Ravi: The usual suspects.
Dan: The usual suspects.
David: A lot of these are west coast companies, so did you think you were going to move at the time?
Dan: Yeah. I was up for moving. I had been in Champaign-Urbana for five years, and I would have been happy staying there. I still have lots of really wonderful memories about the area, but it kind of felt like time to move on to the next big thing.
David: Try something new. You talked about joining Facebook. This was 2009 when you were coming on?
Dan: August 17, 2009 was my first day.
David: Was your first day. What was the interview process like for that whole thing?
Dan: The interview process ended up being three phone interviews, I should back up a second. A couple of emails back and forth with the recruiter. A phone call with the recruiter to make sure that I wasn't a serial killer. [laughter]

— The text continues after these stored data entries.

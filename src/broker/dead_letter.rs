//! Dead-letter routing
//!
//! When a lease runs out of delivery attempts the message is re-published into
//! the subscription's dead-letter topic, which is an ordinary topic readable by
//! ordinary pull subscriptions. Without a dead-letter topic the message is
//! dropped and the drop is logged at error level.

use std::time::Instant;

use tracing::{error, warn};

use crate::broker::engine::BrokerState;
use crate::broker::message::{Message, MessageId};

/// Attribute naming the subscription that gave up on the message.
pub const ORIGINAL_SUBSCRIPTION: &str = "original_subscription";
/// Attribute carrying the number of delivery attempts made before escalation.
pub const DELIVERY_ATTEMPTS: &str = "delivery_attempts";
/// Attribute carrying the id the message had in its original topic.
pub const ORIGINAL_MESSAGE_ID: &str = "original_message_id";

impl BrokerState {
    /// Forward an exhausted message. Returns its id in the dead-letter topic,
    /// or `None` when it was dropped.
    pub(crate) fn escalate(
        &mut self,
        subscription: &str,
        dead_letter_topic: Option<&str>,
        message: &Message,
        attempts: u32,
        now: Instant,
    ) -> Option<MessageId> {
        let Some(topic) = dead_letter_topic else {
            error!(
                subscription,
                message_id = message.id,
                attempts,
                "delivery attempts exhausted without a dead-letter topic, message dropped"
            );
            return None;
        };

        let mut attributes = message.attributes.clone();
        attributes.insert(ORIGINAL_SUBSCRIPTION.to_string(), subscription.to_string());
        attributes.insert(DELIVERY_ATTEMPTS.to_string(), attempts.to_string());
        attributes.insert(ORIGINAL_MESSAGE_ID.to_string(), message.id.to_string());

        match self.publish_locked(topic, message.payload.clone(), attributes, now) {
            Ok(id) => {
                warn!(
                    subscription,
                    message_id = message.id,
                    attempts,
                    dead_letter_topic = topic,
                    dead_letter_id = id,
                    "message dead-lettered"
                );
                Some(id)
            }
            Err(e) => {
                error!(
                    subscription,
                    message_id = message.id,
                    attempts,
                    "dead-letter publish failed, message dropped: {e}"
                );
                None
            }
        }
    }
}
//! Push dispatcher
//!
//! Broker-side half of push delivery. The dispatcher wakes when the broker
//! reports new push work (or on a fixed tick, which covers backoff and expiry),
//! claims leases for every push subscription up to `max_outstanding` and POSTs
//! each one to the subscription's endpoint:
//! - 2xx: ack
//! - other status or connection error: nack
//! - no answer within the ack-deadline: nothing, the lease expires
//!
//! The broker lock is never held while a request is in flight.

use std::collections::HashMap;
use std::sync::Arc;
use std::sync::atomic::{AtomicUsize, Ordering};
use std::time::Duration;

use tracing::{debug, error, warn};

use crate::broker::{Broker, DeliveryMode, ReceivedMessage};
use crate::transport::message::PushEnvelope;
use crate::utils::PushError;

pub struct PushDispatcher {
    broker: Arc<Broker>,
    client: reqwest::Client,
    max_outstanding: usize,
    tick: Duration,
    in_flight: HashMap<String, Arc<AtomicUsize>>,
}

impl PushDispatcher {
    pub fn new(broker: Arc<Broker>, max_outstanding: usize, tick: Duration) -> Self {
        Self {
            broker,
            client: reqwest::Client::new(),
            max_outstanding: max_outstanding.max(1),
            tick,
            in_flight: HashMap::new(),
        }
    }

    /// Dispatch loop. Runs until the task is dropped or aborted.
    pub async fn run(mut self) {
        loop {
            self.dispatch_once();
            tokio::select! {
                _ = self.broker.push_ready().notified() => {}
                _ = tokio::time::sleep(self.tick) => {}
            }
        }
    }

    #[cfg(test)]
    pub(crate) fn tracked_subscriptions(&self) -> usize {
        self.in_flight.len()
    }

    /// Claims whatever is deliverable right now and starts the requests.
    /// Returns the number of deliveries started.
    pub fn dispatch_once(&mut self) -> usize {
        let mut started = 0;
        let subscriptions = self.broker.push_subscriptions();
        self.in_flight
            .retain(|name, _| subscriptions.iter().any(|sub| &sub.name == name));

        for sub in subscriptions {
            let DeliveryMode::Push { endpoint } = &sub.mode else {
                continue;
            };
            let in_flight = self
                .in_flight
                .entry(sub.name.clone())
                .or_insert_with(|| Arc::new(AtomicUsize::new(0)))
                .clone();

            let capacity = self
                .max_outstanding
                .saturating_sub(in_flight.load(Ordering::SeqCst));
            if capacity == 0 {
                continue;
            }

            let claimed = match self.broker.claim_push(&sub.name, capacity) {
                Ok(claimed) => claimed,
                Err(e) => {
                    // deleted between listing and claiming
                    debug!(subscription = %sub.name, "skipping push subscription: {e}");
                    continue;
                }
            };

            for received in claimed {
                in_flight.fetch_add(1, Ordering::SeqCst);
                started += 1;
                tokio::spawn(deliver(
                    self.broker.clone(),
                    self.client.clone(),
                    endpoint.clone(),
                    sub.ack_deadline,
                    received,
                    in_flight.clone(),
                ));
            }
        }
        started
    }
}

/// How one push attempt ended for its lease.
#[derive(Debug, Clone, Copy, PartialEq, Eq)]
pub(crate) enum Settlement {
    Acked,
    Nacked,
    LeftToExpire,
}

pub(crate) async fn deliver(
    broker: Arc<Broker>,
    client: reqwest::Client,
    endpoint: String,
    ack_deadline: Duration,
    received: ReceivedMessage,
    in_flight: Arc<AtomicUsize>,
) -> Settlement {
    let lease_id = received.lease_id.clone();
    let envelope = PushEnvelope::for_delivery(&received);

    let (settlement, settle) = match post(&client, &endpoint, &envelope, ack_deadline).await {
        Ok(()) => (Settlement::Acked, broker.ack(&lease_id).map(|_| ())),
        Err(PushError::Transport(e)) if e.is_timeout() => {
            warn!(lease = %lease_id, %endpoint, "push timed out, lease left to expire");
            (Settlement::LeftToExpire, Ok(()))
        }
        Err(e) => {
            warn!(
                lease = %lease_id,
                %endpoint,
                attempt = received.delivery_attempt,
                "push delivery failed: {e}"
            );
            (Settlement::Nacked, broker.nack(&lease_id).map(|_| ()))
        }
    };
    if let Err(e) = settle {
        error!(lease = %lease_id, "could not settle push lease: {e}");
    }

    in_flight.fetch_sub(1, Ordering::SeqCst);
    settlement
}

async fn post(
    client: &reqwest::Client,
    endpoint: &str,
    envelope: &PushEnvelope,
    timeout: Duration,
) -> Result<(), PushError> {
    let response = client
        .post(endpoint)
        .timeout(timeout)
        .json(envelope)
        .send()
        .await?;

    let status = response.status();
    if status.is_success() {
        Ok(())
    } else {
        Err(PushError::Status(status.as_u16()))
    }
}
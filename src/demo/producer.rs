//! Game simulator
//!
//! Publishes random plays to the game events topic. The payload is a JSON
//! [`GameEvent`]; the attributes carry what subscriptions filter on:
//! `event_type`, `player_rating`, `team` and `points`.

use std::ops::Range;
use std::time::Duration;

use chrono::Local;
use rand::Rng;
use rand::seq::SliceRandom;
use tracing::{debug, info};

use crate::broker::Attributes;
use crate::client::Publisher;
use crate::demo::events::{
    DemoError, EVENT_KINDS, EventKind, GAME_ID, GameEvent, PLAYERS, Player, event_kind, player,
};

pub struct GameSimulator {
    publisher: Publisher,
}

impl GameSimulator {
    pub fn new(publisher: Publisher) -> Self {
        Self { publisher }
    }

    /// Publishes one play. A player or event type that is not given, or not
    /// known, is picked at random.
    pub fn publish_single_event(
        &self,
        player_name: Option<&str>,
        event_type: Option<&str>,
    ) -> Result<GameEvent, DemoError> {
        let (who, kind, points) = {
            let mut rng = rand::thread_rng();
            let who = pick(player_name.and_then(player), &PLAYERS, &mut rng);
            let kind = pick(event_type.and_then(event_kind), &EVENT_KINDS, &mut rng);
            let points = kind.points.choose(&mut rng).copied().unwrap_or(0);
            (who, kind, points)
        };
        self.publish_play(who, kind, points)
    }

    fn publish_play(
        &self,
        player: &Player,
        kind: &EventKind,
        points: u32,
    ) -> Result<GameEvent, DemoError> {
        let event = GameEvent {
            player: player.name.to_string(),
            team: player.team.to_string(),
            event: kind.description.to_string(),
            points,
            timestamp: Local::now().format("%Y-%m-%dT%H:%M:%S%.6f").to_string(),
            game_id: GAME_ID.to_string(),
        };

        let attributes: Attributes = [
            ("event_type", kind.name.to_string()),
            ("player_rating", player.rating.to_string()),
            ("team", player.team.to_string()),
            ("points", points.to_string()),
        ]
        .into_iter()
        .map(|(k, v)| (k.to_string(), v))
        .collect();

        let id = self
            .publisher
            .publish(serde_json::to_vec(&event)?, attributes)?;
        info!(
            message_id = id,
            "published: {} {} ({} pts)", event.player, event.event, event.points
        );
        Ok(event)
    }

    /// Publishes `num_events` random plays, sleeping a random delay drawn from
    /// `delay` after each one.
    pub async fn simulate_game_events(
        &self,
        num_events: usize,
        delay: Range<Duration>,
    ) -> Result<Vec<GameEvent>, DemoError> {
        info!(num_events, "starting game simulation");
        let mut events = Vec::with_capacity(num_events);

        for _ in 0..num_events {
            events.push(self.publish_single_event(None, None)?);

            let pause = if delay.start < delay.end {
                rand::thread_rng().gen_range(delay.clone())
            } else {
                delay.start
            };
            debug!(?pause, "waiting for the next play");
            tokio::time::sleep(pause).await;
        }

        info!(published = events.len(), "game simulation complete");
        Ok(events)
    }
}

fn pick<T, R: Rng>(chosen: Option<&'static T>, all: &'static [T], rng: &mut R) -> &'static T {
    chosen
        .or_else(|| all.choose(rng))
        .unwrap_or(&all[0])
}
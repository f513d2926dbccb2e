//! The `error` module defines the error types used within the `ackbus` crate.
//!
//! Broker errors are caller-configuration errors and are surfaced synchronously.
//! Per-message failures (handler nacks, lease expiry) are not errors: they are
//! lease transitions and never abort the broker.

use thiserror::Error;

/// Errors returned by the broker API.
#[derive(Debug, Error, Clone, PartialEq, Eq)]
pub enum BrokerError {
    #[error("unknown topic: {0}")]
    UnknownTopic(String),

    #[error("unknown subscription: {0}")]
    UnknownSubscription(String),

    #[error("invalid subscription {name}: {reason}")]
    InvalidSubscription { name: String, reason: String },

    #[error("subscription {subscription} is not a {expected} subscription")]
    WrongDeliveryMode {
        subscription: String,
        expected: &'static str,
    },

    #[error("pull consumer on {subscription} aborted: {reason}")]
    ConsumerAborted { subscription: String, reason: String },
}

/// Errors raised on either side of the push delivery contract.
#[derive(Debug, Error)]
pub enum PushError {
    #[error("malformed push envelope: {0}")]
    MalformedEnvelope(String),

    #[error("push request failed: {0}")]
    Transport(#[from] reqwest::Error),

    #[error("push endpoint answered {0}")]
    Status(u16),
}

/// Error type handlers use to signal a failed delivery. Any error is a nack.
pub type HandlerError = Box<dyn std::error::Error + Send + Sync>;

A couple of technical phone interviews, another technical phone interview and then they flew me out to 1601 California in Palo Alto which they had just moved into at the time.
David: This was the first Palo Alto office, or that was the second one?
Dan: Well, first is a nebulous term, because they started in one office in downtown and then they ended up having many offices in downtown Palo Alto, In different buildings, and then they consolidated into 1601 California Avenue, and then from there, it sort of expanded into several neighboring buildings. And then now we're over here in Menlo Park.
David: Was 1601 the big warehouse that you were talking about?
Dan: Yes. 1601 South California Avenue is the building that used to be an HP manufacturing building.
David: Palantir used to be in that building as well, right?
Dan: I don't think so. Palantir has been in the place that they are on at Forest and Loma for a while now.
David: Maybe I'm mistaken about that.
Dan: I don't know who was in 1601 California before Facebook. It's just this big warehouse building that was just full of computer programmers.
David: I see. You said three phone interviews and then you had a flyout?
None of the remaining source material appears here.